(Saved entries)
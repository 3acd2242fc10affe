//! REST API error types
//!
//! Every error renders as `{"error": "<message>"}`, the shape the session
//! client reads its user-facing messages from.

use crate::ServerError;

use std::panic::Location;

use axum::{
    Json,
    extract::rejection::{JsonRejection, QueryRejection},
    http::StatusCode,
    response::{IntoResponse, Response},
};
use error_location::ErrorLocation;
use serde::Serialize;
use thiserror::Error;

/// JSON error response body
#[derive(Debug, Serialize)]
pub struct ApiErrorResponse {
    pub error: String,
}

/// API errors with associated HTTP status codes
#[derive(Debug, Error)]
pub enum ApiError {
    /// Bad request (400)
    #[error("Bad request: {message} {location}")]
    BadRequest {
        message: String,
        location: ErrorLocation,
    },

    /// Credentials rejected (401)
    #[error("Unauthorized: {message} {location}")]
    Unauthorized {
        message: String,
        location: ErrorLocation,
    },

    /// Internal server error (500)
    #[error("Internal error: {message} {location}")]
    Internal {
        message: String,
        location: ErrorLocation,
    },
}

impl ApiError {
    #[track_caller]
    pub fn bad_request<S: Into<String>>(message: S) -> Self {
        ApiError::BadRequest {
            message: message.into(),
            location: ErrorLocation::from(Location::caller()),
        }
    }

    #[track_caller]
    pub fn unauthorized<S: Into<String>>(message: S) -> Self {
        ApiError::Unauthorized {
            message: message.into(),
            location: ErrorLocation::from(Location::caller()),
        }
    }
}

impl IntoResponse for ApiError {
    fn into_response(self) -> Response {
        // Log the error with location for debugging
        match &self {
            ApiError::Internal { .. } => log::error!("{}", self),
            _ => log::debug!("{}", self),
        }

        let (status, message) = match self {
            ApiError::BadRequest { message, .. } => (StatusCode::BAD_REQUEST, message),
            ApiError::Unauthorized { message, .. } => (StatusCode::UNAUTHORIZED, message),
            // Storage details stay in the log
            ApiError::Internal { .. } => (
                StatusCode::INTERNAL_SERVER_ERROR,
                String::from("Internal server error"),
            ),
        };

        (status, Json(ApiErrorResponse { error: message })).into_response()
    }
}

impl From<ServerError> for ApiError {
    #[track_caller]
    fn from(e: ServerError) -> Self {
        ApiError::Internal {
            message: e.to_string(),
            location: ErrorLocation::from(Location::caller()),
        }
    }
}

impl From<JsonRejection> for ApiError {
    #[track_caller]
    fn from(e: JsonRejection) -> Self {
        ApiError::bad_request(format!("Invalid JSON body: {}", e.body_text()))
    }
}

impl From<QueryRejection> for ApiError {
    #[track_caller]
    fn from(e: QueryRejection) -> Self {
        ApiError::bad_request(format!("Invalid query string: {}", e.body_text()))
    }
}

pub type Result<T> = std::result::Result<T, ApiError>;
#![allow(dead_code)]

//! Test infrastructure for aihub-server API tests

use aihub_server::{AppState, UserStore, build_router};

use axum::{
    Router,
    body::Body,
    http::{Request, StatusCode},
};
use http_body_util::BodyExt;
use serde_json::Value;
use tempfile::TempDir;
use tower::ServiceExt;

/// Router over a users file in a fresh temp dir. Keep the `TempDir` alive.
pub fn create_test_app() -> (Router, TempDir) {
    let temp = TempDir::new().expect("Failed to create temp dir");
    let users = UserStore::new(temp.path().join("users.json"));
    (build_router(AppState::new(users)), temp)
}

/// Send a request and decode the JSON response body
pub async fn send(app: &Router, request: Request<Body>) -> (StatusCode, Value) {
    let response = app.clone().oneshot(request).await.unwrap();
    let status = response.status();
    let body = response.into_body().collect().await.unwrap().to_bytes();
    let json = serde_json::from_slice(&body).unwrap_or(Value::Null);
    (status, json)
}

pub fn post_json(uri: &str, body: Value) -> Request<Body> {
    Request::builder()
        .method("POST")
        .uri(uri)
        .header("content-type", "application/json")
        .body(Body::from(body.to_string()))
        .unwrap()
}

pub fn get(uri: &str) -> Request<Body> {
    Request::builder()
        .method("GET")
        .uri(uri)
        .body(Body::empty())
        .unwrap()
}
//! aihub - AI Hub account CLI
//!
//! # Examples
//!
//! ```bash
//! # Create an account and sign in
//! aihub register alice s3cret
//! aihub login alice s3cret
//!
//! # Track sessions for the signed-in user
//! aihub session add 6f1c0e2a
//! aihub session list --pretty
//! ```

use aihub_auth::{AuthClient, FileStore, SessionClient};
use aihub_cli::{Cli, CliResult, execute};
use aihub_config::{Config, LogSink};

use std::process::ExitCode;

use clap::Parser;
use serde_json::Value;

#[tokio::main]
async fn main() -> ExitCode {
    let cli = Cli::parse();

    match run(cli.server, cli.command).await {
        Ok(value) => {
            let output = if cli.pretty {
                serde_json::to_string_pretty(&value)
            } else {
                serde_json::to_string(&value)
            };

            match output {
                Ok(json) => {
                    println!("{}", json);
                    ExitCode::SUCCESS
                }
                Err(e) => {
                    eprintln!("Error serializing response: {}", e);
                    ExitCode::FAILURE
                }
            }
        }
        Err(e) => {
            eprintln!("Error: {}", e);
            ExitCode::FAILURE
        }
    }
}

async fn run(server: Option<String>, command: aihub_cli::Commands) -> CliResult<Value> {
    dotenvy::dotenv().ok();

    let config = Config::load()?;
    config.validate()?;

    // stdout carries the command result
    config.init_logger(LogSink::Stderr)?;

    // Explicit flag > config/env
    let base_url = server.unwrap_or_else(|| config.client.base_url.clone());
    let http = AuthClient::with_timeout(&base_url, config.client.request_timeout())?;
    let store = FileStore::new(config.storage_path()?);
    let client = SessionClient::new(http, store);

    execute(&client, command).await
}
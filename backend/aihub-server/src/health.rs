use axum::{
    Json,
    http::StatusCode,
    response::{IntoResponse, Response},
};
use serde_json::json;

/// GET /health
pub async fn health_check() -> Response {
    let health = json!({
        "status": "healthy",
        "version": env!("CARGO_PKG_VERSION"),
    });

    (StatusCode::OK, Json(health)).into_response()
}
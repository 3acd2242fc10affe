use clap::Subcommand;

#[derive(Subcommand, Debug)]
pub enum SessionCommands {
    /// Register a session id for a user
    Add {
        /// Session ID
        session_id: String,

        /// User (defaults to the signed-in user)
        #[arg(long)]
        username: Option<String>,
    },

    /// List session ids allowed for a user
    List {
        /// User (defaults to the signed-in user)
        #[arg(long)]
        username: Option<String>,
    },

    /// Drop a session id for a user
    Remove {
        /// Session ID
        session_id: String,

        /// User (defaults to the signed-in user)
        #[arg(long)]
        username: Option<String>,
    },
}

What is required. What are the lines of the data above that include the string "await"? Copy them.

Exercise output.
    let response = app.clone().oneshot(request).await.unwrap();
    let body = response.into_body().collect().await.unwrap().to_bytes();
    match run(cli.server, cli.command).await {
    execute(&client, command).await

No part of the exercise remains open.